In qualche modo, per entrambi, trovare nel cervello mal messo la causa di questo nuovo dramma era la possibilità di eludere una cosa alquanto differente: la responsabilità del soggetto.

Al secondo colloquio, la speranza riposta nel danno organico era andata in frantumi. Lei aveva cercato le fatture del telefono precedenti all’incidente e aveva trovato identiche spese in linee erotiche. Con questa nuova scoperta, il modo di godimento di lui si rivelava come quasi l’unica cosa ad essere uscita indenne dall’incidente. Era rimasto immodificato, immutabile; non aveva interpellato alcuna rieducazione.

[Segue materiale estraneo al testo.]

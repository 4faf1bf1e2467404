use crate::error::Result;
use crate::{tree, CompleteTree, Sequence};

/// The operations shared by every collection of this crate.
///
/// Code written against this trait works with a [`Sequence`] and with a
/// [`CompleteTree`] alike; only the order of [`iter`](Collection::iter)
/// differs (insertion order for the sequence, breadth-first order for the
/// tree).
///
/// # Examples
///
/// ```
/// use linked_collections::{Collection, CompleteTree, Sequence};
///
/// fn fill<C: Collection<u32>>(collection: &mut C) {
///     for i in 0..4 {
///         collection.add(i).unwrap();
///     }
///     assert!(collection.remove(&2));
/// }
///
/// let mut sequence = Sequence::new();
/// fill(&mut sequence);
/// assert_eq!(Vec::from_iter(Collection::iter(&sequence).copied()), vec![0, 1, 3]);
///
/// let mut tree = CompleteTree::new();
/// fill(&mut tree);
/// assert_eq!(Vec::from_iter(Collection::iter(&tree).copied()), vec![0, 1, 3]);
/// ```
pub trait Collection<T> {
    type Iter<'a>: Iterator<Item = &'a T>
    where
        Self: 'a,
        T: 'a;

    fn len(&self) -> usize;

    fn is_empty(&self) -> bool {
        self.len() == 0
    }

    /// Adds an element.
    ///
    /// # Errors
    ///
    /// [`CollectionError::InvalidArgument`](crate::CollectionError::InvalidArgument)
    /// if `element` is `None`.
    fn add(&mut self, element: impl Into<Option<T>>) -> Result<()>;

    /// Removes one element equal to `x`, returning whether one was found.
    fn remove(&mut self, x: &T) -> bool
    where
        T: PartialEq;

    fn contains(&self, x: &T) -> bool
    where
        T: PartialEq,
    {
        self.iter().any(|e| e == x)
    }

    fn iter(&self) -> Self::Iter<'_>;
}

impl<T> Collection<T> for Sequence<T> {
    type Iter<'a> = crate::Iter<'a, T> where T: 'a;

    fn len(&self) -> usize {
        Sequence::len(self)
    }

    fn add(&mut self, element: impl Into<Option<T>>) -> Result<()> {
        self.push_back(element)
    }

    fn remove(&mut self, x: &T) -> bool
    where
        T: PartialEq,
    {
        Sequence::remove(self, x)
    }

    fn iter(&self) -> crate::Iter<'_, T> {
        Sequence::iter(self)
    }
}

impl<T> Collection<T> for CompleteTree<T> {
    type Iter<'a> = tree::Iter<'a, T> where T: 'a;

    fn len(&self) -> usize {
        CompleteTree::len(self)
    }

    fn add(&mut self, element: impl Into<Option<T>>) -> Result<()> {
        self.insert(element)
    }

    fn remove(&mut self, x: &T) -> bool
    where
        T: PartialEq,
    {
        CompleteTree::remove(self, x).is_some()
    }

    fn iter(&self) -> tree::Iter<'_, T> {
        CompleteTree::iter(self)
    }
}

#[cfg(test)]
mod tests {
    use super::Collection;
    use crate::{CollectionError, CompleteTree, Sequence};

    fn exercise<C: Collection<i32> + Default>() {
        let mut collection = C::default();
        assert!(collection.is_empty());
        assert_eq!(collection.add(None), Err(CollectionError::InvalidArgument));
        assert!(collection.is_empty());

        for i in [5, 7, 5, 9] {
            collection.add(i).unwrap();
        }
        assert_eq!(collection.len(), 4);
        assert!(collection.contains(&9));
        assert!(!collection.contains(&1));

        assert!(collection.remove(&5));
        assert!(collection.contains(&5));
        assert!(collection.remove(&5));
        assert!(!collection.contains(&5));
        assert!(!collection.remove(&5));
        assert_eq!(collection.len(), 2);
        assert_eq!(collection.iter().count(), 2);
    }

    #[test]
    fn sequence_is_a_collection() {
        exercise::<Sequence<i32>>();
    }

    #[test]
    fn tree_is_a_collection() {
        exercise::<CompleteTree<i32>>();
    }
}
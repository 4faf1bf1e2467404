use crate::Sequence;
use std::cmp::Ordering;
use tracing::instrument;

impl<T> Sequence<T> {
    /// Returns a sorted copy of the sequence. The receiver is left untouched.
    ///
    /// This sort is stable (i.e., does not reorder equal elements): when the
    /// comparator reports two fronts as equal, the one from the left half is
    /// taken first.
    ///
    /// The comparator function must define a total ordering for the
    /// elements in the sequence. If the ordering is not total, the order
    /// of the elements is unspecified.
    ///
    /// # Complexity
    ///
    /// This operation should compute in *O*(*n* * log(*n*)) time.
    ///
    /// # Current Implementation
    ///
    /// A top-down merge sort over the nodes of the copy: split at `len / 2`,
    /// sort both halves, then merge by relinking nodes; the leftover tail of
    /// either half is spliced on in *O*(1). With the `explicit-stack` feature
    /// (on by default) the splitting is driven by a work stack instead of
    /// recursion, with the same split points.
    ///
    /// # Examples
    ///
    /// ```
    /// use linked_collections::Sequence;
    /// let sequence = Sequence::from_iter([5, 3, 4, 1, 2]);
    ///
    /// let sorted = sequence.merge_sort(|a, b| a.cmp(b));
    /// assert_eq!(Vec::from_iter(sorted), vec![1, 2, 3, 4, 5]);
    ///
    /// // reverse sorting
    /// let sorted = sequence.merge_sort(|a, b| b.cmp(a));
    /// assert_eq!(Vec::from_iter(sorted), vec![5, 4, 3, 2, 1]);
    /// ```
    #[instrument(level = "trace", skip_all, fields(len = self.len()))]
    pub fn merge_sort<F>(&self, mut compare: F) -> Sequence<T>
    where
        T: Clone,
        F: FnMut(&T, &T) -> Ordering,
    {
        merge_sort(self.copy(), &mut compare)
    }

    /// Like [`merge_sort`](Sequence::merge_sort), with the natural order of `T`.
    pub fn merge_sort_ord(&self) -> Sequence<T>
    where
        T: Clone + Ord,
    {
        self.merge_sort(T::cmp)
    }
}

#[cfg(not(feature = "explicit-stack"))]
fn merge_sort<T, F>(mut sequence: Sequence<T>, compare: &mut F) -> Sequence<T>
where
    F: FnMut(&T, &T) -> Ordering,
{
    if sequence.len() <= 1 {
        return sequence;
    }
    let right = sequence.split_nodes(sequence.len() / 2);
    let left = merge_sort(sequence, compare);
    let right = merge_sort(right, compare);
    merge(left, right, compare)
}

#[cfg(feature = "explicit-stack")]
fn merge_sort<T, F>(sequence: Sequence<T>, compare: &mut F) -> Sequence<T>
where
    F: FnMut(&T, &T) -> Ordering,
{
    enum Task<T> {
        Sort(Sequence<T>),
        Merge,
    }

    // `Merge` is pushed below its two `Sort` tasks, so by the time it runs both
    // halves sit sorted on top of `sorted`, right above left.
    let mut tasks = vec![Task::Sort(sequence)];
    let mut sorted: Vec<Sequence<T>> = Vec::new();
    while let Some(task) = tasks.pop() {
        match task {
            Task::Sort(sequence) if sequence.len() <= 1 => sorted.push(sequence),
            Task::Sort(mut left) => {
                let right = left.split_nodes(left.len() / 2);
                tasks.push(Task::Merge);
                tasks.push(Task::Sort(right));
                tasks.push(Task::Sort(left));
            }
            Task::Merge => {
                let right = sorted.pop().unwrap_or_default();
                let left = sorted.pop().unwrap_or_default();
                sorted.push(merge(left, right, compare));
            }
        }
    }
    sorted.pop().unwrap_or_default()
}

/// Merge two sorted sequences by relinking their nodes.
fn merge<T, F>(mut left: Sequence<T>, mut right: Sequence<T>, compare: &mut F) -> Sequence<T>
where
    F: FnMut(&T, &T) -> Ordering,
{
    let mut merged = Sequence::new();
    loop {
        let take_right = match (left.front(), right.front()) {
            (Ok(l), Ok(r)) => compare(l, r) == Ordering::Greater,
            _ => break,
        };
        if take_right {
            merged.transfer_front_from(&mut right);
        } else {
            merged.transfer_front_from(&mut left);
        }
    }
    merged.append(&mut left);
    merged.append(&mut right);
    merged
}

Non sappiamo dove abita la pulsione, forse per questo Lacan l’ha resa un’eco, l’eco nel corpo del fatto che vi sia un dire. Solo se si è disposti ad abbordare questi dire che riverberano nell’organismo umano è possibile fare un’esperienza analitica. Senz’altro abbiamo un corpo – ed è un bene del tutto singolare e fondamentale in quanto costituisce la nostra unica consistenza – ma non siamo un corpo. Il nostro essere è fatto de lalingua contingente con cui nasciamo e delle elucubrazioni che gli applichiamo.

Si fanno buoni e cattivi incontri. Compreso gli incidenti. Uno ovviamente può non essere responsabile di ciò che gli accade, ma sì responsabile di quel che ne fa. È per questo motivo che, nell’esperienza analitica, non è interessato il cervello del soggetto in quanto tale, ma la sua posizione etica.

In un momento del secondo colloquio lei si rivolse una domanda: “Perché non mi sono mai interrogata sulla mia insoddisfazione sessuale nel rapporto con lui?”, cui rispose quasi immediatamente: “Appena sono stata madre … mi sono dimenticata che ero anche una donna”. Per lei ormai non si trattava più della mancanza di lui, ma piuttosto della sua propria responsabilità.

L’inconscio, diceva Lacan, è la memoria di quel che si dimentica. Non capisco bene dove la scienza vorrebbe situare, nel cervello, la memoria di ciò che è dimenticato però, qualunque cosa accada, noi psicoanalisti continueremo a dare la parola al soggetto.